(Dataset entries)
_ _ _
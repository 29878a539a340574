pub mod stacks;
pub mod synth;
pub mod types;
pub mod validate;
use clap::Subcommand;

#[derive(Subcommand)]
pub(crate) enum Commands {
    /// Synthesize a CloudFormation template from a built-in stack or a stack file
    Synth(synth::SynthCommand),

    /// Check a stack file without writing a template
    Validate(validate::ValidateCommand),

    /// List built-in stacks
    Stacks(stacks::StacksCommand),

    /// List supported resource types, or describe the properties of one
    Types(types::TypesCommand),
}
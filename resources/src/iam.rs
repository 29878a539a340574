use crate::tag::Tag;
use serde_json::{json, Value};
use stratus_template::{Properties, Resolvable};

#[derive(Debug, Clone, Default, PartialEq, Properties)]
#[cfn(resource = "AWS::IAM::Role")]
pub struct Role {
    pub role_name: Option<String>,
    pub description: Option<String>,
    pub assume_role_policy_document: Value,
    pub managed_policy_arns: Option<Vec<Resolvable<String>>>,
    pub policies: Option<Vec<Policy>>,
    pub tags: Option<Vec<Tag>>,
}

/// Inline policy embedded in a role
#[derive(Debug, Clone, Default, PartialEq, Properties)]
pub struct Policy {
    pub policy_name: String,
    pub policy_document: Value,
}

/// Trust policy letting an AWS service assume the role, e.g. `lambda.amazonaws.com`
pub fn service_trust_policy(service: &str) -> Value {
    json!({
        "Version": "2012-10-17",
        "Statement": [{
            "Effect": "Allow",
            "Principal": { "Service": service },
            "Action": "sts:AssumeRole"
        }]
    })
}

/// ARN of an AWS managed policy in the current partition
pub fn managed_policy_arn(name: &str) -> Resolvable<String> {
    stratus_template::Intrinsic::sub(format!("arn:${{AWS::Partition}}:iam::aws:policy/{name}")).into()
}

#[cfg(test)]
mod tests {
    use super::*;
    use stratus_template::Resource;

    #[test]
    fn test_role() {
        let role = Role {
            assume_role_policy_document: service_trust_policy("lambda.amazonaws.com"),
            managed_policy_arns: Some(vec![managed_policy_arn(
                "service-role/AWSLambdaBasicExecutionRole",
            )]),
            ..Default::default()
        };

        let mapping = role.declare().serialize().unwrap();

        assert_eq!(
            mapping["AssumeRolePolicyDocument"]["Statement"][0]["Principal"],
            json!({ "Service": "lambda.amazonaws.com" })
        );

        assert_eq!(
            mapping["ManagedPolicyArns"],
            json!([{
                "Fn::Sub": "arn:${AWS::Partition}:iam::aws:policy/service-role/AWSLambdaBasicExecutionRole"
            }])
        );
    }
}
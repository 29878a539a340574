use stratus_resources::b2bi::{
    Capability, CapabilityConfiguration, EdiConfiguration, EdiType, Partnership, Profile,
    S3Location, Transformer, X12Details,
};
use stratus_resources::Tag;
use stratus_template::{Intrinsic, Output, Template, ValidationError};

pub(super) const NAME: &str = "b2bi-edi";
pub(super) const DESCRIPTION: &str = "B2B Data Interchange profile, X12 transformer, capability and partnership";

const BUCKET: &str = "edi-documents";

const MAPPING_TEMPLATE: &str = r#"{
  "orderNumber": interchanges[0].groups[0].transactions[0].segments[0].BSN_02,
  "shipmentDate": interchanges[0].groups[0].transactions[0].segments[0].BSN_03
}"#;

fn x12_856() -> EdiType {
    EdiType {
        x12_details: X12Details {
            transaction_set: Some("X12_856".into()),
            version: Some("VERSION_4010".into()),
        },
    }
}

pub(super) fn template() -> Result<Template, ValidationError> {
    let tags = vec![Tag::new("stack", NAME)];
    let mut template = Template::new().description(DESCRIPTION);

    template
        .add(
            "Profile",
            &Profile {
                business_name: "Example Logistics".into(),
                logging: "ENABLED".into(),
                name: "example-logistics".into(),
                phone: "+15555550100".into(),
                email: Some("edi@example.com".into()),
                tags: Some(tags.clone()),
            },
        )?
        .add(
            "Transformer",
            &Transformer {
                edi_type: x12_856(),
                file_format: "JSON".into(),
                mapping_template: MAPPING_TEMPLATE.into(),
                name: "advance-ship-notice".into(),
                status: "active".into(),
                tags: Some(tags.clone()),
                ..Default::default()
            },
        )?
        .add(
            "Capability",
            &Capability {
                configuration: CapabilityConfiguration {
                    edi: EdiConfiguration {
                        input_location: S3Location::new(BUCKET, "input/"),
                        output_location: S3Location::new(BUCKET, "output/"),
                        transformer_id: Intrinsic::get_att("Transformer", "TransformerId").into(),
                        r#type: x12_856(),
                    },
                },
                name: "advance-ship-notice".into(),
                r#type: "edi".into(),
                instructions_documents: Some(vec![S3Location::new(BUCKET, "instructions/856.json")]),
                tags: Some(tags.clone()),
            },
        )?
        .add(
            "Partnership",
            &Partnership {
                email: "partner@example.com".into(),
                name: "example-partner".into(),
                profile_id: Intrinsic::get_att("Profile", "ProfileId").into(),
                capabilities: Some(vec![Intrinsic::get_att("Capability", "CapabilityId").into()]),
                tags: Some(tags),
                ..Default::default()
            },
        )?
        .output(
            "PartnershipId",
            Output::new(Intrinsic::get_att("Partnership", "PartnershipId")),
        )?;

    Ok(template)
}

#[cfg(test)]
mod tests {
    use super::*;
    use serde_json::json;

    #[test]
    fn test_capability_configuration() {
        let rendered = template().unwrap().render().unwrap();
        let capability = &rendered["Resources"]["Capability"];

        assert_eq!(capability["Type"], "AWS::B2BI::Capability");
        assert_eq!(
            capability["Properties"]["Configuration"]["Edi"]["Type"],
            json!({ "X12Details": { "TransactionSet": "X12_856", "Version": "VERSION_4010" } })
        );
        assert_eq!(
            capability["Properties"]["InstructionsDocuments"],
            json!([{ "BucketName": "edi-documents", "Key": "instructions/856.json" }])
        );
    }
}
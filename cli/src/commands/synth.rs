use crate::config::Format;
use crate::error::Error;
use crate::runner::{Runnable, Runner};
use crate::writer::Writer;
use crate::{stack_file, stacks};
use clap::ArgGroup;
use serde_json::json;
use std::path::{Path, PathBuf};
use stratus_template::Template;

#[derive(clap::Args, Clone)]
#[command(group(ArgGroup::new("source").required(true).args(["stack", "file"])))]
pub(crate) struct SynthCommand {
    /// Name of a built-in stack, see `stratus stacks`
    stack: Option<String>,

    /// Stack file to synthesize, YAML or JSON
    #[arg(short, long)]
    file: Option<PathBuf>,

    /// Template format, overrides the one in stratus.toml
    #[arg(long, value_enum)]
    format: Option<Format>,

    /// Write the template to a file instead of stdout
    #[arg(short, long)]
    output: Option<PathBuf>,
}

impl Runnable for SynthCommand {
    fn runner(&self, writer: &Writer) -> impl Runner {
        SynthRunner {
            command: self.clone(),
            writer,
        }
    }
}

struct SynthRunner<'a> {
    command: SynthCommand,
    writer: &'a Writer,
}

impl Runner for SynthRunner<'_> {
    /// Render the template and write it to stdout or a file
    fn run(&mut self) -> Result<(), Error> {
        let config = self.config()?;
        let (name, mut template) = self.template()?;
        log::debug!("Synthesizing {name} in project {}", config.project.name);

        if let Some(description) = &config.synth.description {
            template.set_description(description);
        }

        let rendered = template
            .render()
            .map_err(|e| self.invalid("Invalid stack", e))?;

        let format = self.command.format.unwrap_or(config.synth.format);

        let output = self.command.output.clone().or_else(|| {
            config
                .synth
                .output_dir
                .as_ref()
                .map(|dir| dir.join(format!("{name}.template.{}", format.extension())))
        });

        let Some(path) = output else {
            if self.writer.is_structured() {
                return self.writer.json(json!({ "stack": name, "template": rendered }));
            }

            return self.writer.text(&self.serialize(&template, format)?);
        };

        self.write(&path, &self.serialize(&template, format)?)?;

        self.writer.text(&format!(
            "{} {name} to {}\n",
            console::style("Synthesized").green().bold(),
            path.display()
        ))?;

        self.writer.json(json!({
            "stack": name,
            "path": path,
            "resources": template.resources().count(),
        }))
    }
}

impl SynthRunner<'_> {
    /// Template of the requested stack, named after the built-in stack or the file
    fn template(&self) -> Result<(String, Template), Error> {
        if let Some(name) = &self.command.stack {
            let stack = stacks::find(name).ok_or_else(|| {
                self.error(
                    Some(&format!("Stack `{name}` not found")),
                    Some("Run `stratus stacks` to list built-in stacks"),
                    None,
                )
            })?;

            let template = stack
                .template()
                .map_err(|e| self.invalid("Invalid stack", e))?;

            return Ok((stack.name.to_string(), template));
        }

        let Some(path) = &self.command.file else {
            return Err(self.error(Some("Either a stack or --file is required"), None, None));
        };

        let document = stack_file::load(path).map_err(|e| {
            log::error!("{e:?}");
            Error::from(e)
        })?;

        let template = document
            .into_template(&stratus_resources::registry())
            .map_err(|e| self.invalid("Invalid stack", e))?;

        let name = path
            .file_stem()
            .map(|stem| stem.to_string_lossy().to_string())
            .unwrap_or_else(|| "stack".into());

        Ok((name, template))
    }

    fn serialize(&self, template: &Template, format: Format) -> Result<String, Error> {
        let text = match format {
            Format::Json => template.to_json().map(|json| format!("{json}\n")),
            Format::Yaml => template.to_yaml(),
        };

        text.map_err(|e| self.invalid("Failed to render the template", e))
    }

    fn write(&self, path: &Path, text: &str) -> Result<(), Error> {
        if let Some(parent) = path.parent().filter(|p| !p.as_os_str().is_empty()) {
            std::fs::create_dir_all(parent).map_err(|e| {
                self.error(
                    Some(&format!("Failed to create {}", parent.display())),
                    None,
                    Some(e.into()),
                )
            })?;
        }

        std::fs::write(path, text).map_err(|e| {
            self.error(
                Some(&format!("Failed to write {}", path.display())),
                None,
                Some(e.into()),
            )
        })
    }
}
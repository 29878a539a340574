use crate::error::Error;
use crate::runner::{Runnable, Runner};
use crate::stack_file;
use crate::writer::Writer;
use serde_json::json;
use std::path::PathBuf;

#[derive(clap::Args, Clone)]
pub(crate) struct ValidateCommand {
    /// Stack file to check, YAML or JSON
    #[arg(short, long)]
    file: PathBuf,
}

impl Runnable for ValidateCommand {
    fn runner(&self, writer: &Writer) -> impl Runner {
        ValidateRunner {
            command: self.clone(),
            writer,
        }
    }
}

struct ValidateRunner<'a> {
    command: ValidateCommand,
    writer: &'a Writer,
}

impl Runner for ValidateRunner<'_> {
    /// Bind every resource of the file and render the template in memory
    fn run(&mut self) -> Result<(), Error> {
        let path = &self.command.file;
        let document = stack_file::load(path).map_err(|e| {
            log::error!("{e:?}");
            Error::from(e)
        })?;

        let template = document
            .into_template(&stratus_resources::registry())
            .map_err(|e| self.invalid("Invalid stack", e))?;

        template
            .render()
            .map_err(|e| self.invalid("Invalid stack", e))?;

        let resources = template.resources().count();
        let outputs = template.outputs().count();

        self.writer.text(&format!(
            "{} {} ({resources} resources, {outputs} outputs)\n",
            console::style("Valid").green().bold(),
            path.display(),
        ))?;

        self.writer.json(json!({
            "valid": true,
            "path": path,
            "resources": resources,
            "outputs": outputs,
        }))
    }
}
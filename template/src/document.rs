use crate::binder::expect_object;
use crate::declaration::DeletionPolicy;
use crate::error::{child_path, ValidationError};
use crate::registry::Registry;
use crate::template::{Output, Parameter, Template};
use serde::Deserialize;
use serde_json::{Map, Value};

/// Resource entry of a stack document
#[derive(Debug, Clone, Deserialize)]
#[serde(rename_all = "PascalCase", deny_unknown_fields)]
struct ResourceEntry {
    #[serde(rename = "Type")]
    resource_type: String,

    #[serde(default)]
    properties: Value,

    #[serde(default)]
    depends_on: Option<DependsOn>,

    #[serde(default)]
    deletion_policy: Option<DeletionPolicy>,

    #[serde(default)]
    update_replace_policy: Option<DeletionPolicy>,
}

#[derive(Debug, Clone, Deserialize)]
#[serde(untagged)]
enum DependsOn {
    One(String),
    Many(Vec<String>),
}

impl DependsOn {
    fn into_vec(self) -> Vec<String> {
        match self {
            DependsOn::One(target) => vec![target],
            DependsOn::Many(targets) => targets,
        }
    }
}

#[derive(Debug, Clone, Deserialize)]
#[serde(rename_all = "PascalCase", deny_unknown_fields)]
struct OutputEntry {
    value: Value,

    #[serde(default)]
    description: Option<String>,

    #[serde(default)]
    export: Option<ExportEntry>,
}

#[derive(Debug, Clone, Deserialize)]
#[serde(rename_all = "PascalCase", deny_unknown_fields)]
struct ExportEntry {
    name: String,
}

const SECTIONS: [&str; 4] = ["Description", "Parameters", "Resources", "Outputs"];

/// A stack declared in a YAML or JSON file instead of Rust code
///
/// Shaped like the template it renders to, minus the format version.
#[derive(Debug, Clone, PartialEq)]
pub struct StackDocument {
    description: Option<String>,
    parameters: Map<String, Value>,
    resources: Map<String, Value>,
    outputs: Map<String, Value>,
}

impl StackDocument {
    /// Check the top level layout of a parsed document
    pub fn from_value(raw: Value) -> Result<Self, ValidationError> {
        let object = expect_object(&raw, "")?;

        if let Some(key) = object
            .keys()
            .find(|key| !SECTIONS.contains(&key.as_str()))
        {
            return Err(ValidationError::Malformed {
                path: key.clone(),
                reason: "unknown section".into(),
            });
        }

        let description = match object.get("Description") {
            None => None,
            Some(Value::String(description)) => Some(description.clone()),
            Some(_) => {
                return Err(ValidationError::Malformed {
                    path: "Description".into(),
                    reason: "expected a string".into(),
                })
            }
        };

        let parameters = match object.get("Parameters") {
            Some(parameters) => expect_object(parameters, "Parameters")?.clone(),
            None => Map::new(),
        };

        let resources = match object.get("Resources") {
            Some(resources) => expect_object(resources, "Resources")?.clone(),
            None => {
                return Err(ValidationError::Malformed {
                    path: "Resources".into(),
                    reason: "section is required".into(),
                })
            }
        };

        let outputs = match object.get("Outputs") {
            Some(outputs) => expect_object(outputs, "Outputs")?.clone(),
            None => Map::new(),
        };

        Ok(StackDocument {
            description,
            parameters,
            resources,
            outputs,
        })
    }

    pub fn description(&self) -> Option<&str> {
        self.description.as_deref()
    }

    /// Logical IDs in document order
    pub fn logical_ids(&self) -> impl Iterator<Item = &str> {
        self.resources.keys().map(String::as_str)
    }

    /// Bind every resource against the registry and assemble a template
    pub fn into_template(self, registry: &Registry) -> Result<Template, ValidationError> {
        let mut template = Template::new();

        if let Some(description) = self.description {
            template.set_description(description);
        }

        for (name, raw) in self.parameters {
            let parameter: Parameter = parse_entry(raw, &child_path("Parameters", &name))?;
            template.parameter(&name, parameter)?;
        }

        for (logical_id, raw) in self.resources {
            let path = child_path("Resources", &logical_id);
            let entry: ResourceEntry = parse_entry(raw, &path)?;

            let mut decl = registry
                .get(&entry.resource_type)
                .and_then(|schema| schema.bind(&entry.properties))
                .map_err(|error| error.in_resource(&logical_id))?;

            for target in entry.depends_on.map(DependsOn::into_vec).unwrap_or_default() {
                decl = decl.depends_on(target);
            }

            if let Some(policy) = entry.deletion_policy {
                decl = decl.deletion_policy(policy);
            }

            if let Some(policy) = entry.update_replace_policy {
                decl = decl.update_replace_policy(policy);
            }

            template.add_declaration(&logical_id, decl)?;
        }

        for (name, raw) in self.outputs {
            let path = child_path("Outputs", &name);
            let entry: OutputEntry = parse_entry(raw, &path)?;

            let mut output = Output::new(crate::binder::bind_untyped(
                &entry.value,
                &child_path(&path, "Value"),
            )?);

            if let Some(description) = entry.description {
                output = output.description(description);
            }

            if let Some(export) = entry.export {
                output = output.export(export.name);
            }

            template.output(&name, output)?;
        }

        log::debug!("Bound stack document with {} resources", template.resources().count());
        Ok(template)
    }
}

fn parse_entry<T: serde::de::DeserializeOwned>(raw: Value, path: &str) -> Result<T, ValidationError> {
    serde_json::from_value(raw).map_err(|error| ValidationError::Malformed {
        path: path.to_string(),
        reason: error.to_string(),
    })
}
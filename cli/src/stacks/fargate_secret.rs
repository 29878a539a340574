use serde_json::json;
use std::collections::BTreeMap;
use stratus_resources::{ec2, ecs, iam, logs, secretsmanager, Tag};
use stratus_template::{pseudo, Intrinsic, Output, Resource, Template, ValidationError};

pub(super) const NAME: &str = "fargate-secret";
pub(super) const DESCRIPTION: &str = "Fargate service reading a generated Secrets Manager secret";

const LOG_GROUP_NAME: &str = "/ecs/fargate-secret";

pub(super) fn template() -> Result<Template, ValidationError> {
    let mut template = Template::new().description(DESCRIPTION);

    template
        .add(
            "Vpc",
            &ec2::Vpc {
                cidr_block: Some("10.0.0.0/16".into()),
                enable_dns_hostnames: Some(true),
                enable_dns_support: Some(true),
                tags: Some(vec![Tag::new("Name", NAME)]),
            },
        )?
        .add(
            "PublicSubnet",
            &ec2::Subnet {
                vpc_id: Intrinsic::reference("Vpc").into(),
                cidr_block: Some("10.0.0.0/24".into()),
                map_public_ip_on_launch: Some(true),
                ..Default::default()
            },
        )?
        .add(
            "ServiceSecurityGroup",
            &ec2::SecurityGroup {
                group_description: "Fargate service".into(),
                vpc_id: Some(Intrinsic::reference("Vpc").into()),
                security_group_ingress: Some(vec![ec2::Ingress {
                    ip_protocol: "tcp".into(),
                    from_port: Some(80),
                    to_port: Some(80),
                    cidr_ip: Some("0.0.0.0/0".into()),
                }]),
                ..Default::default()
            },
        )?
        .add_declaration(
            "ServiceLogs",
            logs::LogGroup {
                log_group_name: Some(LOG_GROUP_NAME.into()),
                retention_in_days: Some(7),
                ..Default::default()
            }
            .declare()
            .destroy_on_removal(),
        )?
        .add(
            "AppSecret",
            &secretsmanager::Secret {
                description: Some("Credentials read by the Fargate task".into()),
                generate_secret_string: Some(secretsmanager::GenerateSecretString {
                    secret_string_template: Some(json!({ "username": "app" }).to_string()),
                    generate_string_key: Some("password".into()),
                    password_length: Some(32),
                    exclude_punctuation: Some(true),
                    ..Default::default()
                }),
                ..Default::default()
            },
        )?
        .add(
            "ExecutionRole",
            &iam::Role {
                assume_role_policy_document: iam::service_trust_policy("ecs-tasks.amazonaws.com"),
                managed_policy_arns: Some(vec![iam::managed_policy_arn(
                    "service-role/AmazonECSTaskExecutionRolePolicy",
                )]),
                policies: Some(vec![iam::Policy {
                    policy_name: "read-app-secret".into(),
                    policy_document: json!({
                        "Version": "2012-10-17",
                        "Statement": [{
                            "Effect": "Allow",
                            "Action": "secretsmanager:GetSecretValue",
                            "Resource": { "Ref": "AppSecret" }
                        }]
                    }),
                }]),
                ..Default::default()
            },
        )?
        .add(
            "Cluster",
            &ecs::Cluster {
                cluster_settings: Some(vec![ecs::ClusterSettings {
                    name: "containerInsights".into(),
                    value: "enabled".into(),
                }]),
                ..Default::default()
            },
        )?
        .add(
            "TaskDefinition",
            &ecs::TaskDefinition {
                family: Some(NAME.into()),
                cpu: Some("256".into()),
                memory: Some("512".into()),
                network_mode: Some("awsvpc".into()),
                requires_compatibilities: Some(vec!["FARGATE".into()]),
                execution_role_arn: Some(Intrinsic::get_att("ExecutionRole", "Arn").into()),
                container_definitions: Some(vec![container()]),
                ..Default::default()
            },
        )?
        .add_declaration(
            "Service",
            ecs::Service {
                cluster: Some(Intrinsic::reference("Cluster").into()),
                task_definition: Some(Intrinsic::reference("TaskDefinition").into()),
                desired_count: Some(1),
                launch_type: Some("FARGATE".into()),
                network_configuration: Some(ecs::NetworkConfiguration {
                    awsvpc_configuration: Some(ecs::AwsVpcConfiguration {
                        subnets: vec![Intrinsic::reference("PublicSubnet").into()],
                        security_groups: Some(vec![Intrinsic::get_att(
                            "ServiceSecurityGroup",
                            "GroupId",
                        )
                        .into()]),
                        assign_public_ip: Some("ENABLED".into()),
                    }),
                }),
                ..Default::default()
            }
            .declare()
            .depends_on("ServiceLogs"),
        )?
        .output(
            "ClusterName",
            Output::new(Intrinsic::reference("Cluster")).description("ECS cluster running the service"),
        )?;

    Ok(template)
}

fn container() -> ecs::ContainerDefinition {
    ecs::ContainerDefinition {
        name: "app".into(),
        image: "public.ecr.aws/nginx/nginx:latest".into(),
        essential: Some(true),
        port_mappings: Some(vec![ecs::PortMapping {
            container_port: Some(80),
            protocol: Some("tcp".into()),
            ..Default::default()
        }]),
        secrets: Some(vec![
            ecs::Secret {
                name: "APP_USERNAME".into(),
                value_from: secret_key("username"),
            },
            ecs::Secret {
                name: "APP_PASSWORD".into(),
                value_from: secret_key("password"),
            },
        ]),
        log_configuration: Some(ecs::LogConfiguration {
            log_driver: "awslogs".into(),
            options: Some(BTreeMap::from([
                ("awslogs-group".to_string(), LOG_GROUP_NAME.into()),
                (
                    "awslogs-region".to_string(),
                    Intrinsic::reference(pseudo::REGION).into(),
                ),
                ("awslogs-stream-prefix".to_string(), "app".into()),
            ])),
        }),
        ..Default::default()
    }
}

/// Single JSON key of the generated secret
fn secret_key(key: &str) -> stratus_template::Resolvable<String> {
    Intrinsic::join(
        "",
        vec![
            Intrinsic::reference("AppSecret").into(),
            format!(":{key}::").into(),
        ],
    )
    .into()
}

#[cfg(test)]
mod tests {
    use super::*;

    #[test]
    fn test_task_reads_secret_keys() {
        let rendered = template().unwrap().render().unwrap();
        let task = &rendered["Resources"]["TaskDefinition"]["Properties"];

        assert_eq!(
            task["ContainerDefinitions"][0]["Secrets"][1],
            json!({
                "Name": "APP_PASSWORD",
                "ValueFrom": { "Fn::Join": ["", [{ "Ref": "AppSecret" }, ":password::"]] }
            })
        );

        assert_eq!(
            task["ExecutionRoleArn"],
            json!({ "Fn::GetAtt": ["ExecutionRole", "Arn"] })
        );
    }

    #[test]
    fn test_log_group_is_deleted_with_stack() {
        let rendered = template().unwrap().render().unwrap();
        let logs = &rendered["Resources"]["ServiceLogs"];

        assert_eq!(logs["DeletionPolicy"], "Delete");
        assert_eq!(logs["UpdateReplacePolicy"], "Delete");
        assert_eq!(rendered["Resources"]["Service"]["DependsOn"], "ServiceLogs");
    }
}
//! Typed CloudFormation resource declarations
//!
//! A resource is a struct deriving [`Properties`], which generates the static
//! property table the values are checked against. [`serialize`] maps a bound
//! declaration to CloudFormation wire names, [`Template`] assembles
//! declarations into a deployable document.

extern crate self as stratus_template;

mod binder;
mod declaration;
mod document;
mod error;
mod intrinsic;
mod logical_id;
mod mapper;
mod properties;
mod registry;
mod spec;
mod template;
mod value;

pub use binder::bind;
pub use declaration::{DeletionPolicy, ResourceDeclaration, ResourceType};
pub use document::StackDocument;
pub use error::{RenderError, ValidationError};
pub use intrinsic::{pseudo, Intrinsic};
pub use logical_id::{sanitize_logical_id, validate_logical_id};
pub use mapper::serialize;
pub use properties::{Properties, Resolvable, Resource, ToMapValue, ToPrimitive, ToProperty};
pub use registry::{Registry, ResourceSchema};
pub use spec::{PrimitiveKind, PropertySpec, StructSchema, ValueKind};
pub use stratus_macro::Properties;
pub use template::{Output, Parameter, Template, FORMAT_VERSION};
pub use value::{Primitive, PropertySet, PropertyValue};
_ _ _
Which lines above contain the word "parent"? Copy each one.

        if let Some(parent) = path.parent().filter(|p| !p.as_os_str().is_empty()) {
            std::fs::create_dir_all(parent).map_err(|e| {
                    Some(&format!("Failed to create {}", parent.display())),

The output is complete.